■ Material provided
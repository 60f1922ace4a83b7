
use anyhow::{Context, Result};
use std::path::Path;
use std::sync::Arc;
use std::time::Duration;
use tracing::{info, warn};

use crate::assistant::Answer;
use crate::assistant::Assistant;
use crate::config::Config;
use crate::database::sqlite::Database;
use crate::embeddings::{Completer, Embedder, OllamaClient};
use crate::indexer::{DocumentIndexer, IngestReport};
use crate::retrieval::{RankParams, RetrievalOutcome, Retriever};
use crate::session::{ChatHistory, Message, SessionStats};

/// Session used when the caller does not name one
pub const DEFAULT_SESSION: &str = "default";

const STATUS_PREVIEWS: usize = 3;
const SEARCH_PREVIEW_CHARS: usize = 300;

/// Everything a command needs, opened from one configuration
pub struct Workspace {
    config: Config,
    database: Database,
    client: Arc<OllamaClient>,
    retriever: Arc<Retriever>,
    history: Arc<ChatHistory>,
    indexer: DocumentIndexer,
}

impl Workspace {
    /// Open the chunk database and chat history under the configured base directory
    /// and restore the active corpus from the stored chunks
    #[inline]
    pub async fn open(config: Config) -> Result<Self> {
        let workspace = Self::connect(config).await?;
        workspace
            .retriever
            .restore(&workspace.database)
            .await
            .context("Failed to restore document chunks")?;
        Ok(workspace)
    }

    /// Like [`Workspace::open`] but with an empty active corpus; stored chunks are
    /// left unread
    #[inline]
    pub async fn connect(config: Config) -> Result<Self> {
        let database = Database::initialize_from_base_dir(config.get_base_dir())
            .await
            .context("Failed to initialize chunk database")?;

        let client = Arc::new(
            OllamaClient::new(&config.ollama).context("Failed to create Ollama client")?,
        );
        let embedder: Arc<dyn Embedder> = Arc::<OllamaClient>::clone(&client);
        let retriever = Arc::new(Retriever::new(Arc::clone(&embedder)));
        let indexer = DocumentIndexer::new(
            database.clone(),
            Arc::clone(&retriever),
            embedder,
            config.chunking.clone(),
        )
        .with_batch_size(config.ollama.batch_size as usize);

        let history = Arc::new(
            ChatHistory::new(config.sessions_dir())
                .await
                .context("Failed to open chat history")?,
        );

        Ok(Self {
            config,
            database,
            client,
            retriever,
            history,
            indexer,
        })
    }

    #[inline]
    pub fn config(&self) -> &Config {
        &self.config
    }

    #[inline]
    pub fn retriever(&self) -> &Arc<Retriever> {
        &self.retriever
    }

    #[inline]
    pub fn history(&self) -> &Arc<ChatHistory> {
        &self.history
    }

    #[inline]
    pub fn indexer(&self) -> &DocumentIndexer {
        &self.indexer
    }

    #[inline]
    pub fn assistant(&self) -> Assistant {
        let completer: Arc<dyn Completer> = Arc::<OllamaClient>::clone(&self.client);
        Assistant::new(
            Arc::clone(&self.retriever),
            Arc::clone(&self.history),
            completer,
            self.config.retrieval.clone(),
        )
    }
}

/// Replace the active corpus with the contents of a text or markdown file
#[inline]
pub async fn ingest_document(config: Config, path: &Path) -> Result<IngestReport> {
    let workspace = Workspace::open(config).await?;

    let report = workspace
        .indexer()
        .ingest_file(path)
        .await
        .with_context(|| format!("Failed to ingest {}", path.display()))?;

    println!("✓ Document processed: {}", path.display());
    println!("  Chunks indexed: {}", report.chunks);
    println!("  Characters extracted: {}", report.text_length);
    if report.discarded_chunks > 0 {
        println!("  Chunks discarded: {}", report.discarded_chunks);
    }

    Ok(report)
}

/// Ask one question and record the exchange in `session_id`
#[inline]
pub async fn ask_question(config: Config, question: &str, session_id: &str) -> Result<Answer> {
    let workspace = Workspace::open(config).await?;

    let answer = workspace
        .assistant()
        .ask(session_id, question)
        .await
        .context("Failed to answer question")?;

    println!("{}", answer.answer);
    if !answer.context.is_empty() {
        println!();
        println!("Score: {:.3}", answer.score);
        println!("Context:");
        println!("{}", answer.context);
    }

    Ok(answer)
}

/// Print the passages a question would be answered from
#[inline]
pub async fn search(config: Config, query: &str, params: RankParams) -> Result<RetrievalOutcome> {
    let workspace = Workspace::open(config).await?;

    let outcome = workspace
        .retriever()
        .retrieve(query, params)
        .await
        .context("Search failed")?;

    match &outcome {
        RetrievalOutcome::NoDocuments => {
            println!("No documents available. Use 'doc-qa ingest <file>' first.");
        }
        RetrievalOutcome::NoRelevantPassages => {
            println!("No relevant passages found for: {}", query);
        }
        RetrievalOutcome::Passages(passages) => {
            println!("Top {} passages for: {}", passages.len(), query);
            println!();
            for (rank, passage) in passages.iter().enumerate() {
                println!(
                    "{}. chunk #{} (combined {:.3}, semantic {:.3}, bm25 {:.3})",
                    rank + 1,
                    passage.index,
                    passage.combined_score,
                    passage.semantic_score,
                    passage.lexical_score
                );
                let preview: String = passage.text.chars().take(SEARCH_PREVIEW_CHARS).collect();
                println!("   {}", preview.replace('\n', "\n   "));
                println!();
            }
        }
    }

    Ok(outcome)
}

#[inline]
pub async fn show_history(config: Config, session_id: &str) -> Result<Vec<Message>> {
    let workspace = Workspace::open(config).await?;
    let messages = workspace.history().get_messages(session_id).await?;

    if messages.is_empty() {
        println!("No messages in session '{}'.", session_id);
        return Ok(messages);
    }

    println!("Session '{}' ({} messages):", session_id, messages.len());
    println!();
    for message in &messages {
        println!(
            "[{}] {}:",
            message.timestamp.format("%Y-%m-%d %H:%M:%S"),
            message.role
        );
        println!("{}", message.content);
        println!();
    }

    Ok(messages)
}

#[inline]
pub async fn show_session_stats(config: Config, session_id: &str) -> Result<SessionStats> {
    let workspace = Workspace::open(config).await?;
    let stats = workspace.history().get_session_stats(session_id).await?;

    println!("Session '{}':", session_id);
    println!("  Total messages: {}", stats.total_messages);
    println!("  User messages: {}", stats.user_messages);
    println!("  Assistant messages: {}", stats.assistant_messages);
    println!(
        "  Document context: {}",
        if stats.has_document_context { "yes" } else { "no" }
    );
    if let Some(last) = stats.last_message_at {
        println!("  Last message: {}", last.format("%Y-%m-%d %H:%M:%S"));
    }

    Ok(stats)
}

#[inline]
pub async fn list_sessions(config: Config) -> Result<Vec<String>> {
    let workspace = Workspace::open(config).await?;
    let sessions = workspace.history().list_sessions().await?;

    if sessions.is_empty() {
        println!("No chat sessions yet.");
    } else {
        println!("Chat sessions ({} total):", sessions.len());
        for session in &sessions {
            println!("  {}", session);
        }
    }

    Ok(sessions)
}

#[inline]
pub async fn clear_session(config: Config, session_id: &str) -> Result<bool> {
    let workspace = Workspace::open(config).await?;
    let removed = workspace.history().clear_session(session_id).await?;

    if removed {
        println!("✓ Cleared session '{}'", session_id);
    } else {
        println!("Session '{}' had no history.", session_id);
    }

    Ok(removed)
}

/// Drop the active corpus and every stored chunk
#[inline]
pub async fn clear_documents(config: Config) -> Result<u64> {
    // Stored chunks may be unreadable; clearing must not depend on loading them
    let workspace = Workspace::connect(config).await?;
    let removed = workspace.indexer().clear().await?;

    println!("✓ Removed {} document chunks", removed);
    Ok(removed)
}

#[inline]
pub async fn show_status(config: Config) -> Result<()> {
    let workspace = Workspace::open(config).await?;
    let config = workspace.config();

    println!("📊 Doc QA Status");
    println!();

    println!("🤖 Ollama:");
    let probe = OllamaClient::new(&config.ollama)?
        .with_timeout(Duration::from_secs(5))
        .with_retry_attempts(1);
    let probe_result = tokio::task::spawn_blocking(move || probe.health_check())
        .await
        .context("Health check task failed")?;
    match probe_result {
        Ok(()) => println!(
            "   ✅ Connected to {}:{} ({}, {})",
            config.ollama.host,
            config.ollama.port,
            config.ollama.model,
            config.ollama.completion_model
        ),
        Err(e) => {
            warn!("Ollama health check failed: {:#}", e);
            println!("   ❌ Unavailable: {:#}", e);
            println!("   Use 'doc-qa config' to update connection settings.");
        }
    }

    println!();
    println!("📄 Document:");
    let summary = workspace.retriever().summary(STATUS_PREVIEWS).await;
    if summary.chunk_count == 0 {
        println!("   📭 No document ingested yet");
    } else {
        println!("   Chunks: {}", summary.chunk_count);
        println!("   Embedding dimension: {}", summary.dimension);
        println!("   Characters: {}", summary.total_characters);
        for preview in &summary.previews {
            println!("   • {}", preview.replace('\n', " "));
        }
    }

    println!();
    println!("💬 Sessions:");
    let sessions = workspace.history().list_sessions().await?;
    if sessions.is_empty() {
        println!("   No chat sessions yet");
    } else {
        for session in &sessions {
            let stats = workspace.history().get_session_stats(session).await?;
            println!("   {} ({} messages)", session, stats.total_messages);
        }
    }

    info!("Status reported for {}", config.get_base_dir().display());
    Ok(())
}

■ Exercise objective
Take the entries above and return only the lines from the one with "use crate::assistant::Answer;" to the one with "configured base directory", both included, unchanged.

■ Task solution
use crate::assistant::Answer;
use crate::assistant::Assistant;
use crate::config::Config;
use crate::database::sqlite::Database;
use crate::embeddings::{Completer, Embedder, OllamaClient};
use crate::indexer::{DocumentIndexer, IngestReport};
use crate::retrieval::{RankParams, RetrievalOutcome, Retriever};
use crate::session::{ChatHistory, Message, SessionStats};

/// Session used when the caller does not name one
pub const DEFAULT_SESSION: &str = "default";

const STATUS_PREVIEWS: usize = 3;
const SEARCH_PREVIEW_CHARS: usize = 300;

/// Everything a command needs, opened from one configuration
pub struct Workspace {
    config: Config,
    database: Database,
    client: Arc<OllamaClient>,
    retriever: Arc<Retriever>,
    history: Arc<ChatHistory>,
    indexer: DocumentIndexer,
}

impl Workspace {
    /// Open the chunk database and chat history under the configured base directory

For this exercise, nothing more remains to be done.